Search code examples
rexcelmahalanobis

Simple example calculating Mahalanobis distance between two groups in R


I'm trying to reproduce this example using Excel to calculate the Mahalanobis distance between two groups.

Plot of data from example

To my mind the example provides a good explanation of the concept. However, I'm not able to reproduce in R.

The result obtained in the example using Excel is Mahalanobis(g1, g2) = 1.4104.

Following the answer given here for R and apply it to the data above as follows:

# dataset used in the Excel example
g1 <- matrix(c(2, 2, 2, 5, 6, 5, 7, 3, 4, 7, 6, 4, 5, 3, 4, 6, 2, 5, 1, 3), ncol = 2, byrow = TRUE)
g2 <- matrix(c(6, 5, 7, 4, 8, 7, 5, 6, 5, 4), ncol = 2, byrow = TRUE)
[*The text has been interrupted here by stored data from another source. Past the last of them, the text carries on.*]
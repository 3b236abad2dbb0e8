mod common;

use common::*;
use title_card::layout::{wrap_text, LayoutMode};
use title_card::{FaceRole, FontRef, Image, Px, Rect};

#[test]
fn centered_card_draws_title_and_illustration() {
    let composer = composer();
    let frame = solid(1200, 1600, PAPER);
    let illustration = solid(300, 200, RED);

    let card = composer.render(
        &frame,
        Some(&illustration),
        LayoutMode::Centered,
        "The quick brown fox jumps",
        "",
    );

    assert_eq!(card.title_lines, vec!["The quick brown fox ", "jumps"]);
    let placed = card.layout.illustration().copied();
    assert_eq!(
        placed,
        Some(Rect::from_origin_size(Px(100.0), Px(680.0), Px(1000.0), Px(666.0)))
    );

    // inside the first block of the first line
    assert_eq!(card.image.get_pixel(205, 250), &INK);
    // middle of the illustration
    let middle = card.image.get_pixel(600, 1013);
    assert!(middle.0[0] > 200 && middle.0[1] < 50, "{middle:?}");
    // margins and the space under the illustration stay untouched
    assert_eq!(card.image.get_pixel(50, 1000), &PAPER);
    assert_eq!(card.image.get_pixel(600, 1500), &PAPER);
}

#[test]
fn illustration_never_covers_the_text() {
    let composer = composer();
    let card = composer.render(
        &solid(2400, 1260, PAPER),
        Some(&solid(100, 100, RED)),
        LayoutMode::Vertical,
        "A title that is long enough to need a second line of text",
        "With a subtitle",
    );

    let illustration = card.layout.illustration().copied().expect("room for an illustration");
    for span in card
        .layout
        .spans(FaceRole::Title)
        .chain(card.layout.spans(FaceRole::Subtitle))
    {
        let bottom = span.coords.1 + Px(120.0);
        assert!(bottom <= illustration.y1, "{span:?} overlaps {illustration:?}");
    }
    assert!(illustration.y2 <= Px(1260.0 - 126.0));
}

#[test]
fn manual_lines_are_used_verbatim() {
    let composer = composer();
    let lines = vec![
        "a line far too wide for any canvas we are going to render".to_string(),
        "short".to_string(),
    ];
    let card = composer.render(
        &solid(1200, 630, PAPER),
        None,
        LayoutMode::Horizontal,
        &lines[..],
        "",
    );

    assert_eq!(card.title_lines, lines);
    let texts: Vec<&str> = card
        .layout
        .spans(FaceRole::Title)
        .map(|span| span.text.as_str())
        .collect();
    assert_eq!(texts, vec![lines[0].as_str(), lines[1].as_str()]);
}

#[test]
fn rendering_twice_is_identical() {
    let composer = composer();
    let frame = solid(2400, 1260, PAPER);
    let illustration = solid(400, 300, RED);
    let render = || {
        composer.render(
            &frame,
            Some(&illustration),
            LayoutMode::Horizontal,
            "引出物の相場の基本的な考え方",
            "",
        )
    };
    let (a, b) = (render(), render());

    assert_eq!(a.layout, b.layout);
    assert_eq!(a.image, b.image);
}

#[test]
fn png_output_keeps_the_frame_size() {
    let composer = composer();
    let card = composer.render(&solid(1200, 630, PAPER), None, LayoutMode::Vertical, "Title", "");
    let decoded = Image::new_from_memory(&card.to_png_bytes().expect("can encode"))
        .expect("can decode");
    assert_eq!((decoded.width(), decoded.height()), (1200, 630));
}

#[test]
fn wrapped_lines_rebuild_the_title() {
    let composer = composer();
    let title = lipsum::lipsum_words(60);
    let lines = wrap_text(
        &title,
        FontRef::new(&FACE, Px(120.0)),
        Px(960.0),
        &composer.config().break_rules,
    );
    assert!(lines.len() > 1);
    assert_eq!(lines.concat(), title);
}
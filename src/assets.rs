//! Sources of background templates and illustrations.

use crate::image::{Image, ImageError};
use derive_more::{Display, From};
use std::path::{Path, PathBuf};
use thiserror::Error;

/// Opaque identifier of a background template or an illustration
#[derive(Debug, Clone, PartialEq, Eq, Hash, PartialOrd, Ord, Display, From)]
pub struct AssetId(pub String);

impl From<&str> for AssetId {
    fn from(id: &str) -> Self {
        AssetId(id.to_string())
    }
}

#[derive(Error, Debug)]
#[error("no image available for asset `{id}`")]
pub struct AssetError {
    pub id: AssetId,
    #[source]
    pub source: ImageError,
}

/// Lists and fetches the images cards are rendered from. Listings are in a stable
/// order; fetching an identifier that cannot be turned into an image is an error.
pub trait AssetSource {
    /// Background templates, which set the canvas size of the card
    fn backgrounds(&self) -> Vec<AssetId>;

    fn illustrations(&self) -> Vec<AssetId>;

    fn fetch(&self, id: &AssetId) -> Result<Image, AssetError>;
}

const EXTENSIONS: &[&str] = &["png", "jpg", "jpeg"];

/// Assets stored as image files under a root directory: backgrounds in `templates/`
/// and illustrations in `illustrations/`. Identifiers are paths relative to the
/// root, sorted by file name.
#[derive(Debug, Clone)]
pub struct DirectoryAssets {
    root: PathBuf,
}

impl DirectoryAssets {
    pub const BACKGROUNDS: &'static str = "templates";
    pub const ILLUSTRATIONS: &'static str = "illustrations";

    pub fn new<P: Into<PathBuf>>(root: P) -> DirectoryAssets {
        DirectoryAssets { root: root.into() }
    }

    fn list(&self, dir: &str) -> Vec<AssetId> {
        let path = self.root.join(dir);
        let entries = match std::fs::read_dir(&path) {
            Ok(entries) => entries,
            Err(e) => {
                log::warn!("can't read asset directory {}: {e}", path.display());
                return Vec::new();
            }
        };

        let mut names: Vec<String> = entries
            .filter_map(Result::ok)
            .filter(|entry| entry.file_type().is_ok_and(|t| t.is_file()))
            .filter_map(|entry| entry.file_name().into_string().ok())
            .filter(|name| {
                Path::new(name)
                    .extension()
                    .and_then(|ext| ext.to_str())
                    .is_some_and(|ext| EXTENSIONS.iter().any(|e| ext.eq_ignore_ascii_case(e)))
            })
            .collect();
        names.sort();

        names
            .into_iter()
            .map(|name| AssetId(format!("{dir}/{name}")))
            .collect()
    }
}

impl AssetSource for DirectoryAssets {
    fn backgrounds(&self) -> Vec<AssetId> {
        self.list(Self::BACKGROUNDS)
    }

    fn illustrations(&self) -> Vec<AssetId> {
        self.list(Self::ILLUSTRATIONS)
    }

    fn fetch(&self, id: &AssetId) -> Result<Image, AssetError> {
        Image::new_from_disk(self.root.join(&id.0)).map_err(|source| AssetError {
            id: id.clone(),
            source,
        })
    }
}
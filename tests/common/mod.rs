#![allow(dead_code)]

use image::{DynamicImage, Rgba, RgbaImage};
use std::collections::BTreeMap;
use std::io;
use title_card::layout::{Composer, ComposerConfig};
use title_card::{AssetError, AssetId, AssetSource, BlockFont, Image, ImageError};

pub const PAPER: Rgba<u8> = Rgba([255, 255, 255, 255]);
pub const INK: Rgba<u8> = Rgba([0, 0, 0, 255]);
pub const RED: Rgba<u8> = Rgba([255, 0, 0, 255]);

/// 40px per character at the default title size
pub const FACE: BlockFont = BlockFont {
    advance: 1.0 / 3.0,
    ascent: 0.8,
};

pub fn composer() -> Composer<'static, BlockFont> {
    Composer::new(&FACE, &FACE, ComposerConfig::default())
}

pub fn solid(width: u32, height: u32, colour: Rgba<u8>) -> Image {
    Image::new(DynamicImage::ImageRgba8(RgbaImage::from_pixel(width, height, colour)))
}

/// An in-memory asset source. Identifiers without an image fail to fetch.
#[derive(Default)]
pub struct MemoryAssets {
    pub backgrounds: Vec<AssetId>,
    pub illustrations: Vec<AssetId>,
    pub images: BTreeMap<AssetId, Image>,
}

impl MemoryAssets {
    pub fn with_background(mut self, id: &str, image: Option<Image>) -> Self {
        self.backgrounds.push(AssetId::from(id));
        if let Some(image) = image {
            self.images.insert(AssetId::from(id), image);
        }
        self
    }

    pub fn with_illustration(mut self, id: &str, image: Option<Image>) -> Self {
        self.illustrations.push(AssetId::from(id));
        if let Some(image) = image {
            self.images.insert(AssetId::from(id), image);
        }
        self
    }
}

impl AssetSource for MemoryAssets {
    fn backgrounds(&self) -> Vec<AssetId> {
        self.backgrounds.clone()
    }

    fn illustrations(&self) -> Vec<AssetId> {
        self.illustrations.clone()
    }

    fn fetch(&self, id: &AssetId) -> Result<Image, AssetError> {
        self.images.get(id).cloned().ok_or_else(|| AssetError {
            id: id.clone(),
            source: ImageError::Io(io::Error::new(io::ErrorKind::NotFound, "no such asset")),
        })
    }
}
# function adopted from R example
D.sq <- function (g1, g2) {
    dbar <- as.vector(colMeans(g1) - colMeans(g2))
    S1 <- cov(g1)
    S2 <- cov(g2)
    n1 <- nrow(g1)
    n2 <- nrow(g2)
    V <- as.matrix((1/(n1 + n2 - 2)) * (((n1 - 1) * S1) + ((n2 - 1) * S2)))
    D.sq <- t(dbar) %*% solve(V) %*% dbar
    res <- list()
    res$D.sq <- D.sq
    res$V <- V
    res
}

D.sq(g1,g2)

and executing the function on the data returns the following output:

$D.sq
         [,1]
[1,] 1.724041

$V
          [,1]      [,2]
[1,] 3.5153846 0.3153846
[2,] 0.3153846 2.2230769

Afaik $D.sq represents the distance and 1.724 is significantly different to the 1.4101 result from the Excel example. As I'm new to the concept of the Mahalanobis distance I was wondering if I did something wrong and/or there's a better way to calculate this e.g. using mahalanobis()?


Solution

  • The reasons why do you get different result are

    • The Excel algorithm is actually different to the R algorithm in how you calculate the pooled covariance matrix, the R version gives you the result of unbiased estimate of covariance matrix, while the Excel version gives you the MLE estimate. In the R version, you calculate the matrix like: ((n1 - 1) * cov(g1) + (n2 - 1) * cov(g2)) / (n1 + n2 - 2); while in Excel version: ((n1 - 1) * cov(g1) + (n2 - 1) * cov(g2)) / (n1 + n2).

    • The last calculation step in the Excel post you refer to is incorrect, the result should be 1.989278 instead.

    Edit:

    The unbiased estimator for pooled covariance matrix is the standard way, as is in the Wikipedia page: https://en.wikipedia.org/wiki/Pooled_variance . A related fact is that in R, when you use cov or var, you get an unbiased estimator instead of MLE estimator for covariance matrix.

    Edit2: The mahalanobis function in R calculates the mahalanobis distance from points to a distribution. It does not calculate the mahalanobis distance of two samples.

    Conclusion: In sum, the most standard way to calculate mahalanobis distance between two samples is the R code in the original post, which uses the unbiased estimator of pooled covariance matrix.